**EXERCISE OBJECTIVE**
What is needed is a faithful copy of all the records.

== DATA FOR ANALYSIS ==

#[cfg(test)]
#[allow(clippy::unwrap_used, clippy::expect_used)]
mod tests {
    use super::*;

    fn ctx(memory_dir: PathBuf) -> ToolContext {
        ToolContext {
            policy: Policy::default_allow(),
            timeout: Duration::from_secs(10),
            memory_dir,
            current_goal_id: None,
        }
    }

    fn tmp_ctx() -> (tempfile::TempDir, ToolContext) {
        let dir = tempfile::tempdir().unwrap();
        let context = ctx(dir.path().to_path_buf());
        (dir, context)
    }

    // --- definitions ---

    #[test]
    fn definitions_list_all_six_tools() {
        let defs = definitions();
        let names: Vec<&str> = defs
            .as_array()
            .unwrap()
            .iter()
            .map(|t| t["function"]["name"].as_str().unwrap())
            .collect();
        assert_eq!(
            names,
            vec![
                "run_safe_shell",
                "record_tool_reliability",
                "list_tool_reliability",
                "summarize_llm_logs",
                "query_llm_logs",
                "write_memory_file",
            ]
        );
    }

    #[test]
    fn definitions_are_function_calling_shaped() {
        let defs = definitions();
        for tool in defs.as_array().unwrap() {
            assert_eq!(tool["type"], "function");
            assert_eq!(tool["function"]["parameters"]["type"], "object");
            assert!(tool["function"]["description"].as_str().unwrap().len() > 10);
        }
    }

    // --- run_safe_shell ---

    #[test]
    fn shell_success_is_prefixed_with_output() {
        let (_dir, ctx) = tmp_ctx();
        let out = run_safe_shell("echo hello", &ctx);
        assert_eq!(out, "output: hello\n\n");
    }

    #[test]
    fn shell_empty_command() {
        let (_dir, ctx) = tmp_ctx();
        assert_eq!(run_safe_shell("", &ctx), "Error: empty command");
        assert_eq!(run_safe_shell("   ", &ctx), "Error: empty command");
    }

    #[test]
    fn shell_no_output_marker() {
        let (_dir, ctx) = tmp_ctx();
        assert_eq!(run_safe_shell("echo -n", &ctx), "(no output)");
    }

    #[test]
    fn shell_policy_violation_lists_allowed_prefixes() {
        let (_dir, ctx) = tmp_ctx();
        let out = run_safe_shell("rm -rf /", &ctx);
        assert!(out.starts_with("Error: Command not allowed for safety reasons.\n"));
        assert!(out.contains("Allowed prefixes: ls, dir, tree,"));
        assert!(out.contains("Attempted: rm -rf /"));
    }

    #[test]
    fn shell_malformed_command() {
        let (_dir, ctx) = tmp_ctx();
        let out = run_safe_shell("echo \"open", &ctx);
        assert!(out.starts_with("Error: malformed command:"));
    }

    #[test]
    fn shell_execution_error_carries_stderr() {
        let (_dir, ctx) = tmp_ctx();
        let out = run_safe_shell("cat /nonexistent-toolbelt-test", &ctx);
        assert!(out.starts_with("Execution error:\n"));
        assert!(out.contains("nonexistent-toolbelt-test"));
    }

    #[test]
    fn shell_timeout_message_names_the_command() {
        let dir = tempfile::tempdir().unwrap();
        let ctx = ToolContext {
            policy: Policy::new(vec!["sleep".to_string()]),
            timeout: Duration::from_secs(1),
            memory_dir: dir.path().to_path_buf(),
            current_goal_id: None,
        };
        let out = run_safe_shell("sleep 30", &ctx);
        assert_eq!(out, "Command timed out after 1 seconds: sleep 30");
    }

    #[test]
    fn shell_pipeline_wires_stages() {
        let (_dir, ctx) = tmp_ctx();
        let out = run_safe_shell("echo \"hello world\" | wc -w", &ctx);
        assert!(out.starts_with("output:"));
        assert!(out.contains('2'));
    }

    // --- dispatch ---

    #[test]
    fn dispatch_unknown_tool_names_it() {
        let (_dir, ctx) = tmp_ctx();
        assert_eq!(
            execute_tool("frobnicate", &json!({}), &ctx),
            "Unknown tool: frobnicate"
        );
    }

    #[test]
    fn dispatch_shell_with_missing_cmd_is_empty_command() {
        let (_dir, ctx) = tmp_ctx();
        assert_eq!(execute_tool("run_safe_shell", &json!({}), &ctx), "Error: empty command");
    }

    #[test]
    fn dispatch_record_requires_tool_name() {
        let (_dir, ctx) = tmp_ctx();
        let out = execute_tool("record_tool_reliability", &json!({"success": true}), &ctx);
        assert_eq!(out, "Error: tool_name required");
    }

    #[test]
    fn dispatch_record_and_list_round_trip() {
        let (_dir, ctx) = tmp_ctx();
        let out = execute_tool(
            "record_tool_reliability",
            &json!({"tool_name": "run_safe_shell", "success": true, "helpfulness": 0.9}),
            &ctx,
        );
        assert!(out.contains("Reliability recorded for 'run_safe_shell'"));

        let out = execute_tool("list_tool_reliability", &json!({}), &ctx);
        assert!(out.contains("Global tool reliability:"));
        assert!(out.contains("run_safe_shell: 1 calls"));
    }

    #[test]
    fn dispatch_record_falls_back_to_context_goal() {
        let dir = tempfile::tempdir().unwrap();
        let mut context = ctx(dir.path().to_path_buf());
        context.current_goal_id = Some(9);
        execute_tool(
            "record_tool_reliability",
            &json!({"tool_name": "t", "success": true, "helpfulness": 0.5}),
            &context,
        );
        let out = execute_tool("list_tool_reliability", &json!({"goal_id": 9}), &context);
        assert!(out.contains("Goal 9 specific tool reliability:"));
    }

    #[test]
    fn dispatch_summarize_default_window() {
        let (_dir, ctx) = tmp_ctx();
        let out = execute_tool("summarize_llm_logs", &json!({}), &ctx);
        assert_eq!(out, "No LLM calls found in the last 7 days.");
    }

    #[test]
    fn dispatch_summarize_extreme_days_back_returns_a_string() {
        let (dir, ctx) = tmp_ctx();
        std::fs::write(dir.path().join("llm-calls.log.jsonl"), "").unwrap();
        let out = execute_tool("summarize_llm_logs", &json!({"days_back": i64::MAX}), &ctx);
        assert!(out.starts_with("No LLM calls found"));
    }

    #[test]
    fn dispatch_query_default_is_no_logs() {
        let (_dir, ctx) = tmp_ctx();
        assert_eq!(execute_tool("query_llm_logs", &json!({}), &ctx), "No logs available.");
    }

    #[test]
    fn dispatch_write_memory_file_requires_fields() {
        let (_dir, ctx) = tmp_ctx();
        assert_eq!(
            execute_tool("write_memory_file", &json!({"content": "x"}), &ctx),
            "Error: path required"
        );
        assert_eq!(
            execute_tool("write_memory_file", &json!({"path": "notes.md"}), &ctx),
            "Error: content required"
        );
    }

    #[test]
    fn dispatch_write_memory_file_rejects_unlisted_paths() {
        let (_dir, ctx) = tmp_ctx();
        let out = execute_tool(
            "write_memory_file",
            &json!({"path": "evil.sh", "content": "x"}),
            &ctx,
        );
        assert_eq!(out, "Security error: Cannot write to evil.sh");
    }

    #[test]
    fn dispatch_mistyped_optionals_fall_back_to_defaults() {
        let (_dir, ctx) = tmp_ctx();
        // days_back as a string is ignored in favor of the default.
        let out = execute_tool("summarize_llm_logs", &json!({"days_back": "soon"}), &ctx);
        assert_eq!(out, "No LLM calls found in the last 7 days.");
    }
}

===

**EXERCISE SOLUTION**
#[cfg(test)]
#[allow(clippy::unwrap_used, clippy::expect_used)]
mod tests {
    use super::*;

    fn ctx(memory_dir: PathBuf) -> ToolContext {
        ToolContext {
            policy: Policy::default_allow(),
            timeout: Duration::from_secs(10),
            memory_dir,
            current_goal_id: None,
        }
    }

    fn tmp_ctx() -> (tempfile::TempDir, ToolContext) {
        let dir = tempfile::tempdir().unwrap();
        let context = ctx(dir.path().to_path_buf());
        (dir, context)
    }

    // --- definitions ---

    #[test]
    fn definitions_list_all_six_tools() {
        let defs = definitions();
        let names: Vec<&str> = defs
            .as_array()
            .unwrap()
            .iter()
            .map(|t| t["function"]["name"].as_str().unwrap())
            .collect();
        assert_eq!(
            names,
            vec![
                "run_safe_shell",
                "record_tool_reliability",
                "list_tool_reliability",
                "summarize_llm_logs",
                "query_llm_logs",
                "write_memory_file",
            ]
        );
    }

    #[test]
    fn definitions_are_function_calling_shaped() {
        let defs = definitions();
        for tool in defs.as_array().unwrap() {
            assert_eq!(tool["type"], "function");
            assert_eq!(tool["function"]["parameters"]["type"], "object");
            assert!(tool["function"]["description"].as_str().unwrap().len() > 10);
        }
    }

    // --- run_safe_shell ---

    #[test]
    fn shell_success_is_prefixed_with_output() {
        let (_dir, ctx) = tmp_ctx();
        let out = run_safe_shell("echo hello", &ctx);
        assert_eq!(out, "output: hello\n\n");
    }

    #[test]
    fn shell_empty_command() {
        let (_dir, ctx) = tmp_ctx();
        assert_eq!(run_safe_shell("", &ctx), "Error: empty command");
        assert_eq!(run_safe_shell("   ", &ctx), "Error: empty command");
    }

    #[test]
    fn shell_no_output_marker() {
        let (_dir, ctx) = tmp_ctx();
        assert_eq!(run_safe_shell("echo -n", &ctx), "(no output)");
    }

    #[test]
    fn shell_policy_violation_lists_allowed_prefixes() {
        let (_dir, ctx) = tmp_ctx();
        let out = run_safe_shell("rm -rf /", &ctx);
        assert!(out.starts_with("Error: Command not allowed for safety reasons.\n"));
        assert!(out.contains("Allowed prefixes: ls, dir, tree,"));
        assert!(out.contains("Attempted: rm -rf /"));
    }

    #[test]
    fn shell_malformed_command() {
        let (_dir, ctx) = tmp_ctx();
        let out = run_safe_shell("echo \"open", &ctx);
        assert!(out.starts_with("Error: malformed command:"));
    }

    #[test]
    fn shell_execution_error_carries_stderr() {
        let (_dir, ctx) = tmp_ctx();
        let out = run_safe_shell("cat /nonexistent-toolbelt-test", &ctx);
        assert!(out.starts_with("Execution error:\n"));
        assert!(out.contains("nonexistent-toolbelt-test"));
    }

    #[test]
    fn shell_timeout_message_names_the_command() {
        let dir = tempfile::tempdir().unwrap();
        let ctx = ToolContext {
            policy: Policy::new(vec!["sleep".to_string()]),
            timeout: Duration::from_secs(1),
            memory_dir: dir.path().to_path_buf(),
            current_goal_id: None,
        };
        let out = run_safe_shell("sleep 30", &ctx);
        assert_eq!(out, "Command timed out after 1 seconds: sleep 30");
    }

    #[test]
    fn shell_pipeline_wires_stages() {
        let (_dir, ctx) = tmp_ctx();
        let out = run_safe_shell("echo \"hello world\" | wc -w", &ctx);
        assert!(out.starts_with("output:"));
        assert!(out.contains('2'));
    }

    // --- dispatch ---

    #[test]
    fn dispatch_unknown_tool_names_it() {
        let (_dir, ctx) = tmp_ctx();
        assert_eq!(
            execute_tool("frobnicate", &json!({}), &ctx),
            "Unknown tool: frobnicate"
        );
    }

    #[test]
    fn dispatch_shell_with_missing_cmd_is_empty_command() {
        let (_dir, ctx) = tmp_ctx();
        assert_eq!(execute_tool("run_safe_shell", &json!({}), &ctx), "Error: empty command");
    }

    #[test]
    fn dispatch_record_requires_tool_name() {
        let (_dir, ctx) = tmp_ctx();
        let out = execute_tool("record_tool_reliability", &json!({"success": true}), &ctx);
        assert_eq!(out, "Error: tool_name required");
    }

    #[test]
    fn dispatch_record_and_list_round_trip() {
        let (_dir, ctx) = tmp_ctx();
        let out = execute_tool(
            "record_tool_reliability",
            &json!({"tool_name": "run_safe_shell", "success": true, "helpfulness": 0.9}),
            &ctx,
        );
        assert!(out.contains("Reliability recorded for 'run_safe_shell'"));

        let out = execute_tool("list_tool_reliability", &json!({}), &ctx);
        assert!(out.contains("Global tool reliability:"));
        assert!(out.contains("run_safe_shell: 1 calls"));
    }

    #[test]
    fn dispatch_record_falls_back_to_context_goal() {
        let dir = tempfile::tempdir().unwrap();
        let mut context = ctx(dir.path().to_path_buf());
        context.current_goal_id = Some(9);
        execute_tool(
            "record_tool_reliability",
            &json!({"tool_name": "t", "success": true, "helpfulness": 0.5}),
            &context,
        );
        let out = execute_tool("list_tool_reliability", &json!({"goal_id": 9}), &context);
        assert!(out.contains("Goal 9 specific tool reliability:"));
    }

    #[test]
    fn dispatch_summarize_default_window() {
        let (_dir, ctx) = tmp_ctx();
        let out = execute_tool("summarize_llm_logs", &json!({}), &ctx);
        assert_eq!(out, "No LLM calls found in the last 7 days.");
    }

    #[test]
    fn dispatch_summarize_extreme_days_back_returns_a_string() {
        let (dir, ctx) = tmp_ctx();
        std::fs::write(dir.path().join("llm-calls.log.jsonl"), "").unwrap();
        let out = execute_tool("summarize_llm_logs", &json!({"days_back": i64::MAX}), &ctx);
        assert!(out.starts_with("No LLM calls found"));
    }

    #[test]
    fn dispatch_query_default_is_no_logs() {
        let (_dir, ctx) = tmp_ctx();
        assert_eq!(execute_tool("query_llm_logs", &json!({}), &ctx), "No logs available.");
    }

    #[test]
    fn dispatch_write_memory_file_requires_fields() {
        let (_dir, ctx) = tmp_ctx();
        assert_eq!(
            execute_tool("write_memory_file", &json!({"content": "x"}), &ctx),
            "Error: path required"
        );
        assert_eq!(
            execute_tool("write_memory_file", &json!({"path": "notes.md"}), &ctx),
            "Error: content required"
        );
    }

    #[test]
    fn dispatch_write_memory_file_rejects_unlisted_paths() {
        let (_dir, ctx) = tmp_ctx();
        let out = execute_tool(
            "write_memory_file",
            &json!({"path": "evil.sh", "content": "x"}),
            &ctx,
        );
        assert_eq!(out, "Security error: Cannot write to evil.sh");
    }

    #[test]
    fn dispatch_mistyped_optionals_fall_back_to_defaults() {
        let (_dir, ctx) = tmp_ctx();
        // days_back as a string is ignored in favor of the default.
        let out = execute_tool("summarize_llm_logs", &json!({"days_back": "soon"}), &ctx);
        assert_eq!(out, "No LLM calls found in the last 7 days.");
    }
}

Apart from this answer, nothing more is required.